● **Stored items**
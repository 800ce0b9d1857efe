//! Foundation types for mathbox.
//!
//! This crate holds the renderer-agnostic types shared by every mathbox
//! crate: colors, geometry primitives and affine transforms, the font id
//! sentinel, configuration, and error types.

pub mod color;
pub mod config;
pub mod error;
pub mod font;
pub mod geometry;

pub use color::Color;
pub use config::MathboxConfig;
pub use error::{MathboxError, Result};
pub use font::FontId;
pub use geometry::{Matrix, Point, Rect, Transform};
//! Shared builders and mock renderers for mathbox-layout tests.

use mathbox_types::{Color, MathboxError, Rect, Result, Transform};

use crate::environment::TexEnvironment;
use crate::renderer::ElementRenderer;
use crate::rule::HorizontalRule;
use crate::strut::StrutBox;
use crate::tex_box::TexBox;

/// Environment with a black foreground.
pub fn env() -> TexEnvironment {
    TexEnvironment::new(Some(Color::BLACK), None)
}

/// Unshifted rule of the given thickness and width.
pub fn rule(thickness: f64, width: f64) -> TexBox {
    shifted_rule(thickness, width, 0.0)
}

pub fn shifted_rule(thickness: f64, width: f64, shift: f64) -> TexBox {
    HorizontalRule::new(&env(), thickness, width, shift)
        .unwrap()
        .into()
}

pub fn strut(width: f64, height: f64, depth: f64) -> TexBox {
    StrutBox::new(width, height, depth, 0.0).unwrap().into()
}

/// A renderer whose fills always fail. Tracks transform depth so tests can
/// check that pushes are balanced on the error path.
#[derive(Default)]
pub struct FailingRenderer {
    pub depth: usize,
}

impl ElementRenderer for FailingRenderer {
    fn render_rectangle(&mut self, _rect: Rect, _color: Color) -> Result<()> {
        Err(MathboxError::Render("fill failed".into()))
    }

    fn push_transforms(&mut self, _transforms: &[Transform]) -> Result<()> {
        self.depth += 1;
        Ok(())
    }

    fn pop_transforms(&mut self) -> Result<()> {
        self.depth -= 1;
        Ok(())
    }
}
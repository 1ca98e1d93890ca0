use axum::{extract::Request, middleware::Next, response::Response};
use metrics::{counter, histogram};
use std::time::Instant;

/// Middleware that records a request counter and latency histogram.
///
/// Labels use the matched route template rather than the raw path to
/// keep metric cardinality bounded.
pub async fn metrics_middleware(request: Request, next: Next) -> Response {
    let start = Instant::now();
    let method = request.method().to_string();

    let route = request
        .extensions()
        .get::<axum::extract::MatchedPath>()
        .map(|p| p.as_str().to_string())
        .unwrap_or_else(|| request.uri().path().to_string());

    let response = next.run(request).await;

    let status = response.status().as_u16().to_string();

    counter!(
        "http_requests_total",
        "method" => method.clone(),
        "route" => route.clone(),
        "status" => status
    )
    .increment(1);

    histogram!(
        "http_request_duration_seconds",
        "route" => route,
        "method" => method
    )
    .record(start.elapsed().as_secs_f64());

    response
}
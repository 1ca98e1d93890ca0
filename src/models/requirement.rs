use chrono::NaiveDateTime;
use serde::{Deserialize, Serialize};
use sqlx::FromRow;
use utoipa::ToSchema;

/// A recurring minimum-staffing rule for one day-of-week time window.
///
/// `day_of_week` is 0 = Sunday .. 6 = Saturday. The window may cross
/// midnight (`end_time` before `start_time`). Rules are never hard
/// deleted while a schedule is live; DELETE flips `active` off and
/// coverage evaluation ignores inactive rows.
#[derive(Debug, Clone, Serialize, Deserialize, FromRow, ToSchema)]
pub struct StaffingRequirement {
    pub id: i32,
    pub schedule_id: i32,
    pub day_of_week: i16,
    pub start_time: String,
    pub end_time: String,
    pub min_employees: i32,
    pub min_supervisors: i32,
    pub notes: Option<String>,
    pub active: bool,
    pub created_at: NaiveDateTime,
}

* * *

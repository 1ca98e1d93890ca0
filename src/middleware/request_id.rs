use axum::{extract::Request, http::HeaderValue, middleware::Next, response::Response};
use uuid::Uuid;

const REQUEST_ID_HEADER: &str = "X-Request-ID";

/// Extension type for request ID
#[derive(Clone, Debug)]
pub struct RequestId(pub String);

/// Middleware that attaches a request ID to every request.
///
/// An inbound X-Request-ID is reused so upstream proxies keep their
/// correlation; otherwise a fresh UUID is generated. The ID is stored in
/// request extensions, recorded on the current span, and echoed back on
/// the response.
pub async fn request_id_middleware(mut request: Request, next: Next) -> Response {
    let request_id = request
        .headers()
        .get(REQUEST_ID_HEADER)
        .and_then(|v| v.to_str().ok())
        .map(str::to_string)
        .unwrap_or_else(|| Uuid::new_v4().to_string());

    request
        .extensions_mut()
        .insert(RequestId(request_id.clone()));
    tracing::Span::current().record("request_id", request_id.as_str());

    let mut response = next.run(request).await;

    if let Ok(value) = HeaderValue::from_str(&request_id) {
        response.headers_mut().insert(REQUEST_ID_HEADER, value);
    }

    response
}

● **DIRECTIONS**
In the data above, find the line that contains "use chrono::NaiveDateTime;" and the line that contains "ignores inactive rows.". Repeat exactly those lines and every line between them, and only those.

● **TASK RESULT**
use chrono::NaiveDateTime;
use serde::{Deserialize, Serialize};
use sqlx::FromRow;
use utoipa::ToSchema;

/// A recurring minimum-staffing rule for one day-of-week time window.
///
/// `day_of_week` is 0 = Sunday .. 6 = Saturday. The window may cross
/// midnight (`end_time` before `start_time`). Rules are never hard
/// deleted while a schedule is live; DELETE flips `active` off and
/// coverage evaluation ignores inactive rows.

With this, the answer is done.